Flattening (Stage B)

Flatten 2-D syllable spectrograms into 1-D feature vectors (Stage B).

Each syllable spectrogram saved by Stage A is an (n_freq, n_time) array. This module reshapes the full set of spectrograms for one song into a 2-D matrix of shape (n_features, n_syllables) — where n_features = n_freq × n_time — and writes the result to a paired HDF5 file under <bird>/syllable_data/flattened/.

Public API

song_phenotyping.flattening.create_flattened_output_path(bird_root, song_id, run_name='default')[source]

Build the output path for a flattened HDF5 file, creating the directory.

Parameters:
  • bird_root (str) – Bird root directory (e.g. <save_path>/<bird>).

  • song_id (str) – Song identifier (from extract_song_id()).

  • run_name (str, optional) – Run identifier; output goes under runs/<run_name>/.

Returns:

Full path <bird_root>/runs/<run_name>/stages/02_features/flattened_<song_id>.h5.

Return type:

str

song_phenotyping.flattening.extract_song_id(filepath)[source]

Return the song ID embedded in a syllable HDF5 filename.

Parameters:

filepath (str) – Path to a file named syllables_<song_id>.h5.

Returns:

The <song_id> portion of the filename.

Return type:

str

Raises:

ValueError – If 'syllables_' is not found in the filename stem.

song_phenotyping.flattening.find_syllable_files(syllables_dir)[source]

Return all Stage A HDF5 files in syllables_dir.

Parameters:

syllables_dir (str) – Directory to search (typically <bird>/syllable_data/specs/).

Returns:

Absolute paths to syllables_*.h5 files; empty list if the directory does not exist.

Return type:

list of str

song_phenotyping.flattening.flatten_bird_spectrograms(directory, bird, params=None, run_name='default')[source]

Flatten all Stage A spectrograms for one bird (Stage B entry point).

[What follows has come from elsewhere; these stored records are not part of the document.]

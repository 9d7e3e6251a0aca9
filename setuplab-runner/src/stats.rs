//! Small-sample statistics used by the metrics aggregator.
//!
//! Pure functions over slices. Empty input always yields a neutral value,
//! never NaN.

use serde::{Deserialize, Serialize};
use setuplab_core::round_dp;

/// Two-sided 95% normal quantile.
pub const Z_95: f64 = 1.96;

/// Confidence interval for a proportion, in percent.
#[derive(Debug, Clone, Copy, PartialEq, Serialize, Deserialize)]
pub struct WilsonInterval {
    pub sample_size: usize,
    pub point_pct: f64,
    pub lower_pct: f64,
    pub upper_pct: f64,
}

impl WilsonInterval {
    /// No information: the whole `[0, 100]` range.
    pub fn empty() -> Self {
        Self {
            sample_size: 0,
            point_pct: 0.0,
            lower_pct: 0.0,
            upper_pct: 100.0,
        }
    }
}

/// Wilson score interval for `successes / sample_size` at 95% confidence.
pub fn wilson_interval(successes: usize, sample_size: usize) -> WilsonInterval {
    if sample_size == 0 {
        return WilsonInterval::empty();
    }
    let n = sample_size as f64;
    let p = successes as f64 / n;
    let z2 = Z_95 * Z_95;
    let denominator = 1.0 + z2 / n;
    let center = (p + z2 / (2.0 * n)) / denominator;
    let margin = Z_95 * ((p * (1.0 - p) / n) + z2 / (4.0 * n * n)).sqrt() / denominator;

    WilsonInterval {
        sample_size,
        point_pct: round_dp(p * 100.0, 2),
        lower_pct: round_dp(((center - margin) * 100.0).max(0.0), 2),
        upper_pct: round_dp(((center + margin) * 100.0).min(100.0), 2),
    }
}

/// `part / total` as a percentage rounded to 2 places; 0 when `total` is 0.
pub fn pct(part: usize, total: usize) -> f64 {
    if total == 0 {
        return 0.0;
    }
    round_dp(part as f64 / total as f64 * 100.0, 2)
}

pub fn mean(values: &[f64]) -> f64 {
    if values.is_empty() {
        return 0.0;
    }
    values.iter().sum::<f64>() / values.len() as f64
}

/// Sample standard deviation (n - 1 denominator). 0 for fewer than 2 values.
pub fn sample_std_dev(values: &[f64]) -> f64 {
    if values.len() < 2 {
        return 0.0;
    }
    let avg = mean(values);
    let variance =
        values.iter().map(|v| (v - avg).powi(2)).sum::<f64>() / (values.len() - 1) as f64;
    variance.max(0.0).sqrt()
}

/// One-sided normal lower bound on the mean: `mean - 1.96 * sd / sqrt(n)`.
///
/// A single value is its own bound; an empty sample is 0.
pub fn mean_lower_bound(values: &[f64]) -> f64 {
    match values.len() {
        0 => 0.0,
        1 => values[0],
        n => mean(values) - Z_95 * sample_std_dev(values) / (n as f64).sqrt(),
    }
}

pub fn median(values: &[f64]) -> f64 {
    if values.is_empty() {
        return 0.0;
    }
    let mut sorted = values.to_vec();
    sorted.sort_by(f64::total_cmp);
    let mid = sorted.len() / 2;
    if sorted.len() % 2 == 1 {
        sorted[mid]
    } else {
        (sorted[mid - 1] + sorted[mid]) / 2.0
    }
}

Reads every syllables_*.h5 file from <directory>/<bird>/syllable_data/specs/, flattens each spectrogram stack from (n_syllables, n_freq, n_time) to (n_freq × n_time, n_syllables), and writes flattened_<song_id>.h5 files to <directory>/<bird>/syllable_data/flattened/.

Already-flattened files are skipped, so re-running is safe.

Parameters:
  • directory (str) – Project root directory containing bird subdirectories.

  • bird (str) – Bird identifier (e.g. 'or18or24').

  • params (SpectrogramParams or None) – Pipeline parameters. When provided, params.duration_feature_weight controls whether a duration block is appended to the feature vector. None uses defaults (duration feature disabled).

  • run_name (str)

Returns:

True if at least one file was processed successfully (or if there were no files to process); False if all files failed.

Return type:

bool

Examples

>>> from song_phenotyping.flattening import flatten_bird_spectrograms
>>> flatten_bird_spectrograms("/Volumes/Extreme SSD/pipeline_runs", "or18or24")
True
song_phenotyping.flattening.flatten_spectrograms(specs, inst_freq=None, group_delay=None, durations=None, duration_feature_weight=0.0)[source]

Reshape a stack of 2-D spectrograms into a feature matrix.

Optionally concatenates instantaneous-frequency and group-delay channels, and a duration token, before transposing to column-per-syllable form.

Parameters:
  • specs (numpy.ndarray, shape (n_syllables, n_freq, n_time)) – Stack of spectrogram arrays.

  • inst_freq (numpy.ndarray or None, shape (n_syllables, n_freq, n_time-1)) – Instantaneous-frequency channel; appended when provided.

  • group_delay (numpy.ndarray or None, shape (n_syllables, n_freq-1, n_time)) – Group-delay channel; appended when provided.

  • durations (numpy.ndarray or None, shape (n_syllables,)) – Normalised syllable durations in [0, 1]. Only used when duration_feature_weight is non-zero.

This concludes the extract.